**What you should do:** For this exercise, copy each line of the records that contains the word "BareMessage".
───── Data provided ─────
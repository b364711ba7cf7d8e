//! Static message registration table.
//!
//! Maps each wire name and schema version to the field rules the structural
//! schema checks and to the typed constructor that builds the [`Message`]
//! variant.  Adding a message means adding one row here and one variant to
//! [`Message`]; nothing is discovered at runtime.

use serde_json::Value;

use super::messages::{
    BareMessage, BatteryLevelReading, DeviceAddedMessage, DeviceAddedMessageV0,
    DeviceAddedMessageV1, DeviceIndexMessage, DeviceListMessage, DeviceListMessageV0,
    DeviceListMessageV1, ErrorMessage, LinearCmd, LogLevel, LogMessage, Message, MessageVersion,
    RequestLogMessage, RequestServerInfoMessage, RotateCmd, ServerInfoMessage,
    SingleMotorVibrateCmd, TestMessage, VibrateCmd,
};

/// JSON shape a field must have.
#[derive(Debug, Clone, Copy, PartialEq, Eq)]
pub enum FieldKind {
    UnsignedInt,
    Number,
    String,
    Bool,
    Array,
    Object,
    /// A string drawn from a closed set.
    Enum(&'static [&'static str]),
}

impl FieldKind {
    /// Returns `true` if `value` has this shape.
    pub fn matches(self, value: &Value) -> bool {
        match self {
            FieldKind::UnsignedInt => value.as_u64().is_some_and(|v| v <= u64::from(u32::MAX)),
            FieldKind::Number => value.is_number(),
            FieldKind::String => value.is_string(),
            FieldKind::Bool => value.is_boolean(),
            FieldKind::Array => value.is_array(),
            FieldKind::Object => value.is_object(),
            FieldKind::Enum(allowed) => value.as_str().is_some_and(|s| allowed.contains(&s)),
        }
    }

    /// Short description used in schema violation text.
    pub fn describe(self) -> String {
        match self {
            FieldKind::UnsignedInt => "an unsigned 32-bit integer".to_string(),
            FieldKind::Number => "a number".to_string(),
            FieldKind::String => "a string".to_string(),
            FieldKind::Bool => "a boolean".to_string(),
            FieldKind::Array => "an array".to_string(),
            FieldKind::Object => "an object".to_string(),
            FieldKind::Enum(allowed) => format!("one of {}", allowed.join(", ")),
        }
    }
}

/// One field of a message payload (besides `Id`).
#[derive(Debug, Clone, Copy)]
pub struct FieldRule {
    pub name: &'static str,
    pub kind: FieldKind,
    pub required: bool,
}

const fn required(name: &'static str, kind: FieldKind) -> FieldRule {
    FieldRule {
        name,
        kind,
        required: true,
    }
}

const fn optional(name: &'static str, kind: FieldKind) -> FieldRule {
    FieldRule {
        name,
        kind,
        required: false,
    }
}

/// Typed constructor: builds the variant from the payload object.
pub type ParseFn = fn(Value) -> Result<Message, serde_json::Error>;

/// Registration row for one message shape.
#[derive(Debug, Clone, Copy)]
pub struct MessageSpec {
    pub name: &'static str,
    pub introduced: MessageVersion,
    pub fields: &'static [FieldRule],
    pub parse: ParseFn,
}

const DEVICE_INDEX: FieldRule = required("DeviceIndex", FieldKind::UnsignedInt);
const DEVICE_NAME: FieldRule = required("DeviceName", FieldKind::String);

static TABLE: &[MessageSpec] = &[
    MessageSpec {
        name: "Ok",
        introduced: MessageVersion::V0,
        fields: &[],
        parse: |v| serde_json::from_value::<BareMessage>(v).map(Message::Ok),
    },
    MessageSpec {
        name: "Error",
        introduced: MessageVersion::V0,
        fields: &[
            required("ErrorMessage", FieldKind::String),
            required("ErrorCode", FieldKind::UnsignedInt),
        ],
        parse: |v| serde_json::from_value::<ErrorMessage>(v).map(Message::Error),
    },
    MessageSpec {
        name: "Ping",
        introduced: MessageVersion::V0,
        fields: &[],
        parse: |v| serde_json::from_value::<BareMessage>(v).map(Message::Ping),
    },
    MessageSpec {
        name: "Test",
        introduced: MessageVersion::V0,
        fields: &[required("TestString", FieldKind::String)],
        parse: |v| serde_json::from_value::<TestMessage>(v).map(Message::Test),
    },
    MessageSpec {
        name: "RequestLog",
        introduced: MessageVersion::V0,
        fields: &[required("LogLevel", FieldKind::Enum(LogLevel::NAMES))],
        parse: |v| serde_json::from_value::<RequestLogMessage>(v).map(Message::RequestLog),
    },
    MessageSpec {
        name: "Log",
        introduced: MessageVersion::V0,
        fields: &[
            required("LogLevel", FieldKind::Enum(LogLevel::NAMES)),
            required("LogMessage", FieldKind::String),
        ],
        parse: |v| serde_json::from_value::<LogMessage>(v).map(Message::Log),
    },
    MessageSpec {
        name: "RequestServerInfo",
        introduced: MessageVersion::V0,
        fields: &[
            required("ClientName", FieldKind::String),
            optional("MessageVersion", FieldKind::UnsignedInt),
        ],
        parse: |v| {
            serde_json::from_value::<RequestServerInfoMessage>(v).map(Message::RequestServerInfo)
        },
    },
    MessageSpec {
        name: "ServerInfo",
        introduced: MessageVersion::V0,
        fields: &[
            required("ServerName", FieldKind::String),
            required("MessageVersion", FieldKind::UnsignedInt),
            required("MaxPingTime", FieldKind::UnsignedInt),
        ],
        parse: |v| serde_json::from_value::<ServerInfoMessage>(v).map(Message::ServerInfo),
    },
    MessageSpec {
        name: "StartScanning",
        introduced: MessageVersion::V0,
        fields: &[],
        parse: |v| serde_json::from_value::<BareMessage>(v).map(Message::StartScanning),
    },
    MessageSpec {
        name: "StopScanning",
        introduced: MessageVersion::V0,
        fields: &[],
        parse: |v| serde_json::from_value::<BareMessage>(v).map(Message::StopScanning),
    },
    MessageSpec {
        name: "ScanningFinished",
        introduced: MessageVersion::V0,
        fields: &[],
        parse: |v| serde_json::from_value::<BareMessage>(v).map(Message::ScanningFinished),
    },
    MessageSpec {
        name: "RequestDeviceList",
        introduced: MessageVersion::V0,
        fields: &[],
        parse: |v| serde_json::from_value::<BareMessage>(v).map(Message::RequestDeviceList),
    },
    MessageSpec {
        name: "DeviceList",
        introduced: MessageVersion::V0,
        fields: &[required("Devices", FieldKind::Array)],
        parse: |v| serde_json::from_value::<DeviceListMessageV0>(v).map(Message::DeviceListV0),
    },
    MessageSpec {
        name: "DeviceList",
        introduced: MessageVersion::V1,
        fields: &[required("Devices", FieldKind::Array)],
        parse: |v| serde_json::from_value::<DeviceListMessageV1>(v).map(Message::DeviceListV1),
    },
    MessageSpec {
        name: "DeviceList",
        introduced: MessageVersion::V2,
        fields: &[required("Devices", FieldKind::Array)],
        parse: |v| serde_json::from_value::<DeviceListMessage>(v).map(Message::DeviceList),
    },
    MessageSpec {
        name: "DeviceAdded",
        introduced: MessageVersion::V0,
        fields: &[
            DEVICE_INDEX,
            DEVICE_NAME,
            required("DeviceMessages", FieldKind::Array),
        ],
        parse: |v| serde_json::from_value::<DeviceAddedMessageV0>(v).map(Message::DeviceAddedV0),
    },
    MessageSpec {
        name: "DeviceAdded",
        introduced: MessageVersion::V1,
        fields: &[
            DEVICE_INDEX,
            DEVICE_NAME,
            required("DeviceMessages", FieldKind::Object),
        ],
        parse: |v| serde_json::from_value::<DeviceAddedMessageV1>(v).map(Message::DeviceAddedV1),
    },
    MessageSpec {
        name: "DeviceAdded",
        introduced: MessageVersion::V2,
        fields: &[
            DEVICE_INDEX,
            DEVICE_NAME,
            required("DeviceMessages", FieldKind::Object),
        ],
        parse: |v| serde_json::from_value::<DeviceAddedMessage>(v).map(Message::DeviceAdded),
    },
    MessageSpec {
        name: "DeviceRemoved",
        introduced: MessageVersion::V0,
        fields: &[DEVICE_INDEX],
        parse: |v| serde_json::from_value::<DeviceIndexMessage>(v).map(Message::DeviceRemoved),
    },
    MessageSpec {
        name: "StopDeviceCmd",
        introduced: MessageVersion::V0,
        fields: &[DEVICE_INDEX],
        parse: |v| serde_json::from_value::<DeviceIndexMessage>(v).map(Message::StopDeviceCmd),
    },
    MessageSpec {
        name: "StopAllDevices",
        introduced: MessageVersion::V0,
        fields: &[],
        parse: |v| serde_json::from_value::<BareMessage>(v).map(Message::StopAllDevices),
    },
    MessageSpec {
        name: "SingleMotorVibrateCmd",
        introduced: MessageVersion::V0,
        fields: &[DEVICE_INDEX, required("Speed", FieldKind::Number)],
        parse: |v| {
            serde_json::from_value::<SingleMotorVibrateCmd>(v).map(Message::SingleMotorVibrateCmd)
        },
    },
    MessageSpec {
        name: "VibrateCmd",
        introduced: MessageVersion::V1,
        fields: &[DEVICE_INDEX, required("Speeds", FieldKind::Array)],
        parse: |v| serde_json::from_value::<VibrateCmd>(v).map(Message::VibrateCmd),
    },
    MessageSpec {
        name: "RotateCmd",
        introduced: MessageVersion::V1,
        fields: &[DEVICE_INDEX, required("Rotations", FieldKind::Array)],
        parse: |v| serde_json::from_value::<RotateCmd>(v).map(Message::RotateCmd),
    },
    MessageSpec {
        name: "LinearCmd",
        introduced: MessageVersion::V1,
        fields: &[DEVICE_INDEX, required("Vectors", FieldKind::Array)],
        parse: |v| serde_json::from_value::<LinearCmd>(v).map(Message::LinearCmd),
    },
    MessageSpec {
        name: "BatteryLevelCmd",
        introduced: MessageVersion::V2,
        fields: &[DEVICE_INDEX],
        parse: |v| serde_json::from_value::<DeviceIndexMessage>(v).map(Message::BatteryLevelCmd),
    },
    MessageSpec {
        name: "BatteryLevelReading",
        introduced: MessageVersion::V2,
        fields: &[DEVICE_INDEX, required("BatteryLevel", FieldKind::Number)],
        parse: |v| {
            serde_json::from_value::<BatteryLevelReading>(v).map(Message::BatteryLevelReading)
        },
    },
];

/// Returns every registration row.
pub fn entries() -> &'static [MessageSpec] {
    TABLE
}

/// Finds the newest shape of `name` available at `version`.
///
/// Returns `None` for unknown names and for names introduced after `version`.
pub fn lookup(name: &str, version: MessageVersion) -> Option<&'static MessageSpec> {
    TABLE
        .iter()
        .filter(|spec| spec.name == name && spec.introduced <= version)
        .max_by_key(|spec| spec.introduced)
}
─────
**Reply:**
    BareMessage, BatteryLevelReading, DeviceAddedMessage, DeviceAddedMessageV0,
        parse: |v| serde_json::from_value::<BareMessage>(v).map(Message::Ok),
        parse: |v| serde_json::from_value::<BareMessage>(v).map(Message::Ping),
        parse: |v| serde_json::from_value::<BareMessage>(v).map(Message::StartScanning),
        parse: |v| serde_json::from_value::<BareMessage>(v).map(Message::StopScanning),
        parse: |v| serde_json::from_value::<BareMessage>(v).map(Message::ScanningFinished),
        parse: |v| serde_json::from_value::<BareMessage>(v).map(Message::RequestDeviceList),
        parse: |v| serde_json::from_value::<BareMessage>(v).map(Message::StopAllDevices),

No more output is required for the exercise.